Алексей Колобродов - Захар
- Название:Захар
- Автор:
- Жанр:
- Издательство:Array Литагент «АСТ»
- Год:2015
- Город:Москва
- ISBN:978-5-17-092070-9
- Рейтинг:
- Избранное:Добавить в избранное
-
Отзывы:
-
Ваша оценка:
Алексей Колобродов - Захар краткое содержание
Захар - читать онлайн бесплатно полную версию (весь текст целиком)
Интервал:
Закладка:
Вообще, данное направление функционирует в критике по каким-то очень уж дворовым законам. Рецензент, понимая, что в одиночку ему против Прилепина не продержаться и раунда, вынужден всуе поминать авторитетов, уходить в казуистику «понятий», а то и истошно звать «больших пацанов».
Ну, как Яна Жемойтелите призывает Павла Александровича, Алексея Фёдоровича, Дмитрия Сергеевича. Как Анна Наринская обосновывает передачу романа «в хорошие руки».
Роман Арбитман звучит долгим эхом героических книжных детей-антисталинистов, авторитетов XX съезда, строгих поборников «ленинских норм».
Кузьменков, повторяю, честнее, за широкие спины не прячется, групповым интересом не прикрывается (напротив – как бы противопоставляя себя прекраснодушному цеху «медоточивых рецензентов»), апеллирует не к «понятиям», а к здравому смыслу, как он его себе представляет…

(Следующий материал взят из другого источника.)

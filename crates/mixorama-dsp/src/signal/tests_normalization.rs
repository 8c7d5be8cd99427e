//! Tests for peak detection and normalization.

use pretty_assertions::assert_eq;

use super::*;

#[test]
fn test_peak_amplitude_basic() {
    assert_eq!(peak_amplitude(&[100, -200, 50]), 200);
}

#[test]
fn test_peak_amplitude_empty() {
    assert_eq!(peak_amplitude(&[]), 0);
}

#[test]
fn test_peak_amplitude_most_negative_is_capped() {
    assert_eq!(peak_amplitude(&[0, i16::MIN, 10]), i16::MAX);
    assert_eq!(peak_amplitude(&[i16::MAX, i16::MIN]), i16::MAX);
}

#[test]
fn test_normalize_reaches_target_peak() {
    let samples: Vec<i16> = vec![100, -200, 50];
    let result = normalize(&samples, 1000);
    assert_eq!(result, vec![500, -1000, 250]);
    assert_eq!(peak_amplitude(&result), 1000);
}

#[test]
fn test_normalize_target_peak_various() {
    let samples: Vec<i16> = vec![3, -7, 11, -13, 17, 0, -1];
    for target in [1, 100, 999, 12345, 32767] {
        let result = normalize(&samples, target);
        assert_eq!(
            peak_amplitude(&result),
            target,
            "normalizing to {} missed the target",
            target
        );
    }
}

#[test]
fn test_normalize_attenuates() {
    let result = normalize(&[20000, -10000], 10000);
    assert_eq!(result, vec![10000, -5000]);
}

#[test]
fn test_normalize_silence_is_unchanged() {
    let silence = vec![0i16; 16];
    assert_eq!(normalize(&silence, 1000), silence);
    assert_eq!(normalize(&silence, i16::MAX), silence);
}

#[test]
fn test_normalize_empty() {
    assert!(normalize(&[], 1000).is_empty());
}

#[test]
fn test_normalize_full_scale_negative_input() {
    let result = normalize(&[i16::MIN, 16384], 10000);
    // Peak of i16::MIN counts as 32767, so -32768 scales to -10000.3
    assert_eq!(result, vec![-10000, 5000]);
    assert_eq!(peak_amplitude(&result), 10000);
}

#[test]
fn test_normalize_preserves_input() {
    let samples: Vec<i16> = vec![10, -20, 30];
    let _ = normalize(&samples, 300);
    assert_eq!(samples, vec![10, -20, 30]);
}
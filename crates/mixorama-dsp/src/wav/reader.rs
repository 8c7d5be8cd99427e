//! WAV loading.

use std::io::Read;
use std::path::Path;

use crate::error::{MixError, MixResult};
use crate::Sample;

/// Samples and format read from a WAV file.
#[derive(Debug, Clone, PartialEq)]
pub struct WavData {
    /// Interleaved 16-bit samples.
    pub samples: Vec<Sample>,
    /// Sample rate in Hz.
    pub sample_rate: u32,
    /// Channel count of `samples`. Mono files are loaded as 2.
    pub channels: u16,
}

impl WavData {
    /// Number of sample frames (samples per channel).
    pub fn frames(&self) -> usize {
        match self.channels {
            0 => 0,
            n => self.samples.len() / n as usize,
        }
    }

    /// Duration in seconds.
    pub fn duration_seconds(&self) -> f64 {
        if self.sample_rate == 0 {
            return 0.0;
        }
        self.frames() as f64 / self.sample_rate as f64
    }
}

/// Loads a WAV file from disk.
///
/// See [`read_wav`] for the conversion rules.
///
/// # Errors
/// - [`MixError::Io`] if the file cannot be opened or read
/// - [`MixError::Wav`] if the file is not a valid WAV
/// - [`MixError::UnsupportedFormat`] for float or unusual bit-depth files
pub fn load_wav(path: impl AsRef<Path>) -> MixResult<WavData> {
    let reader = hound::WavReader::open(path)?;
    decode(reader)
}

/// Reads a WAV stream.
///
/// - Integer samples of 8, 16, 24 or 32 bits are narrowed to 16 bits.
/// - Mono input is duplicated into interleaved left/right.
/// - Stereo and wider input is passed through interleaved.
pub fn read_wav<R: Read>(reader: R) -> MixResult<WavData> {
    decode(hound::WavReader::new(reader)?)
}

fn decode<R: Read>(reader: hound::WavReader<R>) -> MixResult<WavData> {
    let spec = reader.spec();

    if spec.sample_format != hound::SampleFormat::Int {
        return Err(MixError::unsupported(format!(
            "only PCM integer samples are supported, got {:?}",
            spec.sample_format
        )));
    }
    if !matches!(spec.bits_per_sample, 8 | 16 | 24 | 32) {
        return Err(MixError::unsupported(format!(
            "{} bits per sample (supported: 8, 16, 24, 32)",
            spec.bits_per_sample
        )));
    }

    let bits = spec.bits_per_sample;
    let decoded = reader
        .into_samples::<i32>()
        .map(|s| s.map(|v| narrow_to_16(v, bits)))
        .collect::<Result<Vec<Sample>, _>>()?;

    let (samples, channels) = if spec.channels == 1 {
        (decoded.iter().flat_map(|&s| [s, s]).collect(), 2)
    } else {
        (decoded, spec.channels)
    };

    Ok(WavData {
        samples,
        sample_rate: spec.sample_rate,
        channels,
    })
}

/// Rescales a sample of the given bit depth to 16 bits.
fn narrow_to_16(value: i32, bits: u16) -> Sample {
    if bits <= 16 {
        (value << (16 - bits)) as Sample
    } else {
        (value >> (bits - 16)) as Sample
    }
}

Сознавая, впрочем, что да, один в поле не воин, и побить Прилепина лучше проверенным оружием. Да тем же Арбитманом. Тем паче что рецензия Арбитмана появилась в апреле, а «чёрная метка» (рубрика такая) Кузьменкова в июльском номере журнала «Урал». Авось и подзабыли, за три-то месяца…
«Туфта, гражданин начальник» – так называется опус Кузьменкова, тут же эта «туфта» разъясняется эпиграфом – вдруг кто не в курсе. Кстати, почему не солженицынская «тухта»? Если уж принято, по укрепляющейся традиции, побивать Захара Прилепина – Александром Исаевичем, отчего б не привлечь весь словарь бодающихся телят?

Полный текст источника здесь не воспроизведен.